Records shown Start Marker

use atelier::object_store::{object_name_from_url, LocalStore, ObjectStore};
use bytes::Bytes;

const BASE_URL: &str = "http://localhost:8000";

fn test_store(dir: &tempfile::TempDir) -> LocalStore {
    LocalStore::new(dir.path(), BASE_URL).unwrap()
}

#[tokio::test]
async fn test_local_store_put_returns_media_url() {
    let dir = tempfile::tempdir().unwrap();
    let store = test_store(&dir);

    let url = store
        .put("abc-photo.png", Bytes::from("hello"), Some("image/png"))
        .await
        .unwrap();

    assert_eq!(url, format!("{BASE_URL}/media/abc-photo.png"));
    assert_eq!(object_name_from_url(&url), Some("abc-photo.png"));
}

#[tokio::test]
async fn test_local_store_put_get_round_trip() {
    let dir = tempfile::tempdir().unwrap();
    let store = test_store(&dir);

    let data = Bytes::from("hello world");
    store.put("test-key", data.clone(), None).await.unwrap();

    let retrieved = store.get("test-key").await.unwrap();
    assert_eq!(retrieved, data);
}

#[tokio::test]
async fn test_local_store_delete() {
    let dir = tempfile::tempdir().unwrap();
    let store = test_store(&dir);

    store
        .put("to-delete", Bytes::from("data"), None)
        .await
        .unwrap();
    store.delete("to-delete").await.unwrap();

    let result = store.get("to-delete").await;
    assert!(matches!(
        result.unwrap_err(),
        atelier::object_store::ObjectStoreError::NotFound(_)
    ));
}

#[tokio::test]
async fn test_local_store_delete_nonexistent() {
    let dir = tempfile::tempdir().unwrap();
    let store = test_store(&dir);

    // Deleting a nonexistent key should not error
    store.delete("nonexistent").await.unwrap();
}

#[tokio::test]
async fn test_local_store_get_not_found() {
    let dir = tempfile::tempdir().unwrap();
    let store = test_store(&dir);

    let result = store.get("missing").await;
    assert!(result.is_err());
    assert!(matches!(
        result.unwrap_err(),
        atelier::object_store::ObjectStoreError::NotFound(_)
    ));
}

#[tokio::test]
async fn test_local_store_overwrite() {
    let dir = tempfile::tempdir().unwrap();
    let store = test_store(&dir);

    store.put("key", Bytes::from("first"), None).await.unwrap();
    store.put("key", Bytes::from("second"), None).await.unwrap();

    let data = store.get("key").await.unwrap();
    assert_eq!(data, Bytes::from("second"));
}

Records shown End Marker

__Your instructions__. Pull every line containing the word "retrieved" out of the material.

__Solution to this problem__.
    let retrieved = store.get("test-key").await.unwrap();
    assert_eq!(retrieved, data);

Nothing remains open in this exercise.